Gouvernement régulièrement minorisé
Ces dernières semaines, le gouvernement a été mis en minorité à de nombreuses reprises sur des projets de loi, dont la réforme de l'université ou le fédéralisme fiscal. Et Berlusconi a d'autres projets en cours d'élaboration dont une réforme de la justice, controversée, à laquelle il est très attaché.
"Rien ne change, le gouvernement ne s'en sortira pas et la crise n'en est que plus aiguë", a pronostiqué Pier Luigi Bersani, en ajoutant qu'"il y a un pays qui veut changer, qui est fatigué", faisant allusion aux dizaines de milliers de jeunes qui manifestaient dans toute l'Italie contre un projet gouvernemental de réforme des universités.
Pour les commentateurs, le vote du Parlement marquera quoi qu'il en soit la fin d'un chapitre de l'histoire politique de la Péninsule. Pour l'éditorialiste du Corriere della Sera, Massimo Franco, "une certaine droite a pris fin aujourd'hui". Les marchés ont peu réagi à la victoire du chef du gouvernement, à l'exception du groupe de télévision Mediaset, contrôlé par Silvio Berlusconi, dont l'action a fait un bond.
afp/cab
Violentes manifs dans la rue
Lancers de pétards et de pavés, charges de la police et grenades lacrymogènes: de violents heurts ont opposé mardi à Rome des étudiants et des manifestants dénonçant la politique de Silvio Berlusconi aux forces de l'ordre qui avaient quadrillé le centre-ville pendant un vote décisif au parlement.
Au cours de ces scènes de violence, inédites dans le centre historique de la capitale, une cinquantaine de jeunes ont été interpellés. Une quarantaine de manifestants ont été blessés et 22 d'entre eux ont dû être hospitalisés pour des blessures superficielles et des contusions.
De son côté, le ministre de la Défense a fait état de 50 blessés parmi les membres des forces de l'ordre.

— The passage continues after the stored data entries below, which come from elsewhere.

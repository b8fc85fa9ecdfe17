//! The editing session: single owner of filters, frames, blobs and status.

use std::sync::Arc;

use tokio::sync::watch;
use tokio_util::sync::CancellationToken;

use crate::config::ForgeConfig;
use crate::extract::extractor::FrameExtractor;
use crate::extract::source::{SourceOpener, VideoSource};
use crate::foundation::core::FrameSize;
use crate::foundation::error::{ForgeError, ForgeResult};
use crate::geometry::crop::crop_percent_to_pixels;
use crate::model::blob::{BlobId, VideoBlob};
use crate::model::filters::{CropFilter, CropRect, TrimFilter, VideoFilters};
use crate::model::frame::{DrawingFrame, FrameSequence};
use crate::session::regen::{GifArtifact, RegenContext, RegenRequest, RegenScheduler};
use crate::session::status::{ProcessStatus, StatusBoard, StatusFlag};
use crate::session::upload::{UploadPlan, check_duration, check_upload};
use crate::store::FrameStore;
use crate::transcode::args::{codec_for_mime, convert_args, crop_args};
use crate::transcode::{TranscodeBatch, TranscoderHandle};

/// External services a session talks to.
#[derive(Clone)]
pub struct SessionDeps {
    pub store: Arc<dyn FrameStore>,
    pub transcoder: TranscoderHandle,
    pub opener: Arc<dyn SourceOpener>,
}

const TIME_EPS: f64 = 1e-6;

/// Progress of the running extraction as `(done, total)`.
pub type Progress = (usize, usize);

struct LoadedVideo {
    base: VideoBlob,
    current: VideoBlob,
    source: Arc<dyn VideoSource>,
    /// Size of the base video; crop percentages refer to it.
    base_size: FrameSize,
}

/// Editing state for one video.
///
/// Every change to trim, crop or frame content bumps the generation and submits a snapshot to
/// the background [`RegenScheduler`]; only the result for the newest generation is published.
pub struct EditSession {
    config: ForgeConfig,
    deps: SessionDeps,
    extractor: FrameExtractor,
    status: StatusBoard,
    scheduler: RegenScheduler,
    cancel: CancellationToken,
    op_cancel: CancellationToken,
    progress: watch::Sender<Progress>,
    video: Option<LoadedVideo>,
    duration: f64,
    filters: VideoFilters,
    frames: FrameSequence,
    window: (f64, f64),
    generation: u64,
    extraction: u64,
}
use super::*;

fn gif() -> GifArgs {
    GifArgs {
        input_fps: 10.0,
        trim: None,
        width: 480,
        fps: 10,
        palette: false,
        output: "out.gif".to_string(),
    }
}

#[test]
fn codec_follows_container_and_codec_hint() {
    assert_eq!(codec_for_mime("video/webm;codecs=vp9").unwrap(), "libvpx-vp9");
    assert_eq!(codec_for_mime("video/webm; codecs=\"VP9,opus\"").unwrap(), "libvpx-vp9");
    assert_eq!(codec_for_mime("video/webm").unwrap(), "libvpx");
    assert_eq!(codec_for_mime("video/mp4").unwrap(), "libx264");
    assert_eq!(codec_for_mime("video/quicktime").unwrap(), "libx264");
    assert!(codec_for_mime("video/x-msvideo").is_err());
}

#[test]
fn crop_args_are_ordered() {
    let crop = CropPixels {
        x: 128,
        y: 96,
        width: 384,
        height: 288,
        filter: "crop=384:288:128:96".to_string(),
    };
    assert_eq!(
        crop_args("in.webm", &crop, "libvpx", "out.webm"),
        ["-i", "in.webm", "-vf", "crop=384:288:128:96", "-an", "-c:v", "libvpx", "out.webm"]
    );
}

#[test]
fn minimal_gif_pipeline() {
    assert_eq!(
        gif().build(),
        [
            "-framerate",
            "10",
            "-i",
            "frame_%05d.png",
            "-vf",
            "scale=480:-1:flags=lanczos",
            "-c:v",
            "gif",
            "-r",
            "10",
            "out.gif"
        ]
    );
}

#[test]
fn filter_order_is_trim_scale_palette() {
    let args = GifArgs {
        trim: Some((0.5, 1.25)),
        palette: true,
        ..gif()
    };
    assert_eq!(
        args.filter_chain(),
        "trim=start=0.500:end=1.250,setpts=PTS-STARTPTS,\
         scale=480:-1:flags=lanczos,split[s0][s1];[s0]palettegen[p];[s1][p]paletteuse"
    );
}

#[test]
fn fractional_input_rate_is_kept() {
    let args = GifArgs {
        input_fps: 12.5,
        ..gif()
    };
    assert_eq!(args.build()[1], "12.500");
    assert_eq!(frame_file_name(7), "frame_00007.png");
}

Des dizaines de milliers de jeunes - 100'000 selon les organisateurs - avaient commencé à défiler le matin dans le calme contre la politique gouvernementale en matière d'éducation.
A leurs côtés défilaient aussi des chômeurs et habitants de L'Aquila, ville des Abruzzes ravagée par un séisme en avril 2009 (308 morts).
Après le vote remporté au parlement par Silvio Berlusconi, des manifestants se sont déversés dans la via del Corso, artère centrale où les boutiques avaient abaissé leurs rideaux de fer.
De petits groupes se sont affrontés à la police, incendiant des voitures le long du Tibre et à proximité de la place du Peuple, ainsi que plusieurs fourgons de police. Ils s'en sont pris aussi à des autobus et la circulation a été complètement bloquée dans l'après-midi.
Le Corso était jonché de bancs publics arrachés et de pavés utilisés comme armes par les manifestants, ainsi que de poubelles en feu. A la tombée de la nuit, le calme est peu à peu revenu dans les rues de la capitale.
Des rassemblements ont également eu lieu à Milan, où des manifestants sont entrés dans le bâtiment de la Bourse aux cris de "profiteurs !", à Palerme, où des étudiants ont occupé le tarmac de l'aéroport, à Catane où 3000 ont défilé dans le centre, mais aussi à Bari, Cagliari, Gênes, Naples et Turin.